DATASET EXTRACT START
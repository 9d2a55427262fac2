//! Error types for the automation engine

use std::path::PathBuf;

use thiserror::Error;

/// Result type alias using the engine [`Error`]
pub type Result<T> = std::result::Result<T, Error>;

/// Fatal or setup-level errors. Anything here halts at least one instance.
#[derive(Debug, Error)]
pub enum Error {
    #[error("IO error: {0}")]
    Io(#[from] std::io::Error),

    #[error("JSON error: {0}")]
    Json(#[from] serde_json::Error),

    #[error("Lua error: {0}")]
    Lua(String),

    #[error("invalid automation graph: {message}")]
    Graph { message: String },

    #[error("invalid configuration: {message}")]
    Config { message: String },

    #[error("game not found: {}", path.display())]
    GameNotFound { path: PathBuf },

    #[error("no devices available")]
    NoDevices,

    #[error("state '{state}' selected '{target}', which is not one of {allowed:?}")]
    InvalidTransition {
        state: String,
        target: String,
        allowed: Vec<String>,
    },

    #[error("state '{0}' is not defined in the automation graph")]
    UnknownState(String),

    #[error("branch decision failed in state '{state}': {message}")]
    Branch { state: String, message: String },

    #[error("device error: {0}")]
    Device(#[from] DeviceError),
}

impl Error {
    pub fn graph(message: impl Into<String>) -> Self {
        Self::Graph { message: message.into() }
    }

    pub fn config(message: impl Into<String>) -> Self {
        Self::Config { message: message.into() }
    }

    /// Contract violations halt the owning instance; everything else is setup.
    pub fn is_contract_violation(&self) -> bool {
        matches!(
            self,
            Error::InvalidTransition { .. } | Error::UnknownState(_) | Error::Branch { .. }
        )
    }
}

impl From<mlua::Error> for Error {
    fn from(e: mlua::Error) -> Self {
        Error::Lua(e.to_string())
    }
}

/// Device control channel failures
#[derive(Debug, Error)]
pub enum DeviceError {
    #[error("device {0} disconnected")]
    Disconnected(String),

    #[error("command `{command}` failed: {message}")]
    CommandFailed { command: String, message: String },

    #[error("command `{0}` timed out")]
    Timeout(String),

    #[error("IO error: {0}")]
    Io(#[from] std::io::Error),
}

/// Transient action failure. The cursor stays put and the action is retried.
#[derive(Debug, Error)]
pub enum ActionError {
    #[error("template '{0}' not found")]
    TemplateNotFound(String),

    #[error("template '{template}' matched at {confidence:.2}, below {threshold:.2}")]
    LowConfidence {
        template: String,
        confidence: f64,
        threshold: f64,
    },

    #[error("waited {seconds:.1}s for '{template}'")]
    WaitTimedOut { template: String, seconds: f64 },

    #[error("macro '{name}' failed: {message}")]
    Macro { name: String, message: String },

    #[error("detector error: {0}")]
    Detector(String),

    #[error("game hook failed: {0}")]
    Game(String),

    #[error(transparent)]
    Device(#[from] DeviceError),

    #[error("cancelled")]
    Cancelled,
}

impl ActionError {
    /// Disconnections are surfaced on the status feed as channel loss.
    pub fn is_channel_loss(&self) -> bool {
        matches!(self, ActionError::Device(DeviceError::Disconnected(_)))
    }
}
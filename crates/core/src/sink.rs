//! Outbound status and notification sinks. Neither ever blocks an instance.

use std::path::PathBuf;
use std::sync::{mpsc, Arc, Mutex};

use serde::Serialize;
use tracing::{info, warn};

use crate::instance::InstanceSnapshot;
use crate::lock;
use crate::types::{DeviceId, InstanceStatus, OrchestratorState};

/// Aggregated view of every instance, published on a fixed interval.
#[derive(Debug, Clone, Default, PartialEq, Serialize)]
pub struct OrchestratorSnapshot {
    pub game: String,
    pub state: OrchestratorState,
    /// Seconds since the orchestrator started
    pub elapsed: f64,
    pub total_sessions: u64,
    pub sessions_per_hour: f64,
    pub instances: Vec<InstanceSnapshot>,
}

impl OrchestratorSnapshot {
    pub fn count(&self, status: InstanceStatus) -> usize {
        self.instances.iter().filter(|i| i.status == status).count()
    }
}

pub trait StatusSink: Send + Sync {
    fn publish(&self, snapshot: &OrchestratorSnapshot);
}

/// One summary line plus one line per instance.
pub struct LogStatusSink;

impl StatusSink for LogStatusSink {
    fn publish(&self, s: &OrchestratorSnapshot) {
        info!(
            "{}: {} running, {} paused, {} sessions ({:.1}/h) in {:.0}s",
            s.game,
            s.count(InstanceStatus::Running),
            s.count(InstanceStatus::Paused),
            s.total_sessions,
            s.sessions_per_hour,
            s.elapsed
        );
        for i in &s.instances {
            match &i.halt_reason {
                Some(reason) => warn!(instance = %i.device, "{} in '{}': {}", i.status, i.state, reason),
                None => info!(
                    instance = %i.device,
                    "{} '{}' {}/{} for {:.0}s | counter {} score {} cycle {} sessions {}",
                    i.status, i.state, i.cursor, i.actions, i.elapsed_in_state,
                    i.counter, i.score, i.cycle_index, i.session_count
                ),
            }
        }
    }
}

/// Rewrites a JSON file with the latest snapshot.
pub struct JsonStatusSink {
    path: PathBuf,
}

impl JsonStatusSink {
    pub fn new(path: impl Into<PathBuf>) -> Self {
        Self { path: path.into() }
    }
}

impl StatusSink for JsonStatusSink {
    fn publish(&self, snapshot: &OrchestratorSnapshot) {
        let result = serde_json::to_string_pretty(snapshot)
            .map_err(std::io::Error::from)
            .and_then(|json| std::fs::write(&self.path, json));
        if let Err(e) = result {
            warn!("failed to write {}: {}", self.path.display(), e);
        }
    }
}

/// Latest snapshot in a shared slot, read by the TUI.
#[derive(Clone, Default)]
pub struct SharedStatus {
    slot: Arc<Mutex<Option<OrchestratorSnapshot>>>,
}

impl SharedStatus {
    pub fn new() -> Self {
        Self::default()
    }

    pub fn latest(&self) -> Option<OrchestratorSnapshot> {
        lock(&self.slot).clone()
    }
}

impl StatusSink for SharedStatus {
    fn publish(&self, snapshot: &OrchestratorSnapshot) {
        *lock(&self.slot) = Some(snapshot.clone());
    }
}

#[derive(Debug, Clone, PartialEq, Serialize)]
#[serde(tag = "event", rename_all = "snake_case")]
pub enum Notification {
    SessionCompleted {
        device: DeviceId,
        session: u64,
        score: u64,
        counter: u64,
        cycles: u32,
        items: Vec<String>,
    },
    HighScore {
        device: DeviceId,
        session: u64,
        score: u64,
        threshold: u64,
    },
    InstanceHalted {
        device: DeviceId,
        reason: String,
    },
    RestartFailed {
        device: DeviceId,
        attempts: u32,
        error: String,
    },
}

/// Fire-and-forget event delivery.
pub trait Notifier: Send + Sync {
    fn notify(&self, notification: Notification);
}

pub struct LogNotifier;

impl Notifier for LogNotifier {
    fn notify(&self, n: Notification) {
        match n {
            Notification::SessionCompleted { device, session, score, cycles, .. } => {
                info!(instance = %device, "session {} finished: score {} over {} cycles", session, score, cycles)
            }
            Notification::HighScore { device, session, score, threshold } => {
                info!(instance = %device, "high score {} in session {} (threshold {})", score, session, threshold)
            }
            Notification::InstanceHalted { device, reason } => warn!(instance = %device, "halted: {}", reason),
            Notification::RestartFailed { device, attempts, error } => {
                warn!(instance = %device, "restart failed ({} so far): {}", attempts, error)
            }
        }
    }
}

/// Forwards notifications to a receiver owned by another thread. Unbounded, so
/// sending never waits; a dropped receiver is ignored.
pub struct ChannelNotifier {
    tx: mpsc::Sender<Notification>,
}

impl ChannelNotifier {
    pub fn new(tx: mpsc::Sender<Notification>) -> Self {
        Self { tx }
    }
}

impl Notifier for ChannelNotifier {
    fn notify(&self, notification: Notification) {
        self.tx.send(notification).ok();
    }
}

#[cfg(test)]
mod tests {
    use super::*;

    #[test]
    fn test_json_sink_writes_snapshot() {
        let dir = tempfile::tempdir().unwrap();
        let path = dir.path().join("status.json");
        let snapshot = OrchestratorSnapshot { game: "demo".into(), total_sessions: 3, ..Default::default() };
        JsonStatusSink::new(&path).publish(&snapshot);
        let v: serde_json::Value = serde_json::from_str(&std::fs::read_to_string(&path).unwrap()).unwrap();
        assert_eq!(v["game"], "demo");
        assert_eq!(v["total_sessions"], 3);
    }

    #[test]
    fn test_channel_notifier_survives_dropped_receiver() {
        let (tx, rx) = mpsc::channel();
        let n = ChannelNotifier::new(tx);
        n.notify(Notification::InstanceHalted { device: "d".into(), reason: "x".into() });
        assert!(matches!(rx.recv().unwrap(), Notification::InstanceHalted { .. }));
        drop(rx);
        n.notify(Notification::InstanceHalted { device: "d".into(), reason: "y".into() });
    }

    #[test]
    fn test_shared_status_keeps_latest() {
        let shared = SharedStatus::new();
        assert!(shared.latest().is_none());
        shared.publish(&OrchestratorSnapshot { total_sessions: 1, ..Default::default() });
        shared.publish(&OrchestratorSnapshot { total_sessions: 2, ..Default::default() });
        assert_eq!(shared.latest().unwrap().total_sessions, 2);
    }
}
DATASET EXTRACT END
DATASET EXTRACT START
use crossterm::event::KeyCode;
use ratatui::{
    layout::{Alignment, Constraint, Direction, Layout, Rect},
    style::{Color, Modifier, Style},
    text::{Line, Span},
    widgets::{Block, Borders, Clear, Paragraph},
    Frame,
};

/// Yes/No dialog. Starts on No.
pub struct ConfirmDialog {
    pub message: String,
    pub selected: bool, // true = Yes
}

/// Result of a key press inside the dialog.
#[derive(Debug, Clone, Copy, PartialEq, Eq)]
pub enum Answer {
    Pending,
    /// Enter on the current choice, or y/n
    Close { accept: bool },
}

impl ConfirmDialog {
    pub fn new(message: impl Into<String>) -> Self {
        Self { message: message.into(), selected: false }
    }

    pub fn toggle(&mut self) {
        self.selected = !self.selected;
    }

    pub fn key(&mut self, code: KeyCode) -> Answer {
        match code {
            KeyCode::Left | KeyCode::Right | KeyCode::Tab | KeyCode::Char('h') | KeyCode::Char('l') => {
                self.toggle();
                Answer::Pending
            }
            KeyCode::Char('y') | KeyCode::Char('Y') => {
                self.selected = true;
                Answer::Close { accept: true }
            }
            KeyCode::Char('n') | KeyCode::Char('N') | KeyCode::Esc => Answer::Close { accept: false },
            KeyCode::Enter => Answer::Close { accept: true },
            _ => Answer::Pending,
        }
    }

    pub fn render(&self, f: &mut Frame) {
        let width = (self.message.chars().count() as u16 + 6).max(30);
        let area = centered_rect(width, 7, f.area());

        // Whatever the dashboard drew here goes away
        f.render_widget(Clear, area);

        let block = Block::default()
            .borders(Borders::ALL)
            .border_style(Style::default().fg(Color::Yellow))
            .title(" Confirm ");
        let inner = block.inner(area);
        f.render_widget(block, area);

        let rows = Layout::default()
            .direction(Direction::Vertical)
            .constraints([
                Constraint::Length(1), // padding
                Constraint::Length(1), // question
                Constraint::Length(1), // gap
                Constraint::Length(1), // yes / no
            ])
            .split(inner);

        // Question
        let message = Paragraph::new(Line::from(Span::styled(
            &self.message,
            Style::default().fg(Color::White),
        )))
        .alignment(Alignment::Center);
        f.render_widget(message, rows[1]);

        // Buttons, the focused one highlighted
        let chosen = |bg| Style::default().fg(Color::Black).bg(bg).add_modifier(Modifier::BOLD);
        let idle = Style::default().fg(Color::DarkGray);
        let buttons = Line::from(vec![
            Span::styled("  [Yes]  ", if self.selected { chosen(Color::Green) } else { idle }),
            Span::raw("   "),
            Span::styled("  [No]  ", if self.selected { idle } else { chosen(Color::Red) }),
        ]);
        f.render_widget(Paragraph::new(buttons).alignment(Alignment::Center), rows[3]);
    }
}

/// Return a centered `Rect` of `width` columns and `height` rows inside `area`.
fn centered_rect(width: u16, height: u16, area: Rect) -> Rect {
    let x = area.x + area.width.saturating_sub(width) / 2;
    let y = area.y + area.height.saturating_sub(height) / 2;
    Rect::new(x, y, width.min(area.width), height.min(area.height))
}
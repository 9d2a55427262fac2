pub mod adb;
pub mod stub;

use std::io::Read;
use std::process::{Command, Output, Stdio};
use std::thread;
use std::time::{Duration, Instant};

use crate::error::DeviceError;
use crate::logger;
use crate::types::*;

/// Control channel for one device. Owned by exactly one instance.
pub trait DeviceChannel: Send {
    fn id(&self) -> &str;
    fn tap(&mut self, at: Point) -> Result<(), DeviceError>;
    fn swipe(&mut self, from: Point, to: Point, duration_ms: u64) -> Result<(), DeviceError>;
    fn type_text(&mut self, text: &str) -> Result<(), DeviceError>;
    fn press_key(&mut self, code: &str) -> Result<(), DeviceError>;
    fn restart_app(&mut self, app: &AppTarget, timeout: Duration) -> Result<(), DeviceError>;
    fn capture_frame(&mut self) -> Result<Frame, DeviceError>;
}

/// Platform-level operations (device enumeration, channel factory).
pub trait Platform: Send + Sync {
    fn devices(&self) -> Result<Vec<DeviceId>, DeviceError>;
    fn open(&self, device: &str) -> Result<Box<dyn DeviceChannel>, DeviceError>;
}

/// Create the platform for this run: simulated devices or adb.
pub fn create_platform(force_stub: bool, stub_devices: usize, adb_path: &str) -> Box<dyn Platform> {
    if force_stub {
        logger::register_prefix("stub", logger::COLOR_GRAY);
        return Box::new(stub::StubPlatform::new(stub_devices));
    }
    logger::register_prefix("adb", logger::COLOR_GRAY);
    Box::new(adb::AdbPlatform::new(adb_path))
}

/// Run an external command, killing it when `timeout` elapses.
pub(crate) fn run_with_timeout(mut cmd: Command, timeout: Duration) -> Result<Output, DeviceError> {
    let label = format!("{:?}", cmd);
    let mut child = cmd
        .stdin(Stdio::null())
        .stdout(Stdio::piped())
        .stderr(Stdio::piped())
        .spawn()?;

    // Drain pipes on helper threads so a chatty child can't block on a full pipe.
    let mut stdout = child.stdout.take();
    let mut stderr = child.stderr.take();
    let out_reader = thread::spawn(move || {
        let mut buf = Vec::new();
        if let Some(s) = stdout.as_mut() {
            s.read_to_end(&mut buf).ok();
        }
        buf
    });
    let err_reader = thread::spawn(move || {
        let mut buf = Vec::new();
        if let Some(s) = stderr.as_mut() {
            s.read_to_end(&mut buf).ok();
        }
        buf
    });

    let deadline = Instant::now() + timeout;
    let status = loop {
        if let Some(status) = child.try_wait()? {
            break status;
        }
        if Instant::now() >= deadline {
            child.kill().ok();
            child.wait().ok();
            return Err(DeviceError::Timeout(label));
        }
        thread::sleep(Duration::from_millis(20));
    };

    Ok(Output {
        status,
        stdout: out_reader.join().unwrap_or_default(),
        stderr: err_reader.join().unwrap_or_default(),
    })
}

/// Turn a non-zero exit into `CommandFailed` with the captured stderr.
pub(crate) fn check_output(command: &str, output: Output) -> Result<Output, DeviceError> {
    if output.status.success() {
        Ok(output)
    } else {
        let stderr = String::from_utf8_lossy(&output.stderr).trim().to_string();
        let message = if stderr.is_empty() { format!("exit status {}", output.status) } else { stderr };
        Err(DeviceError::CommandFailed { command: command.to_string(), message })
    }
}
DATASET EXTRACT END
EXERCISE DIRECTIONS: Please say how many lines in the records above contain the word "Instant", and give only that number.

ANSWER AREA: 3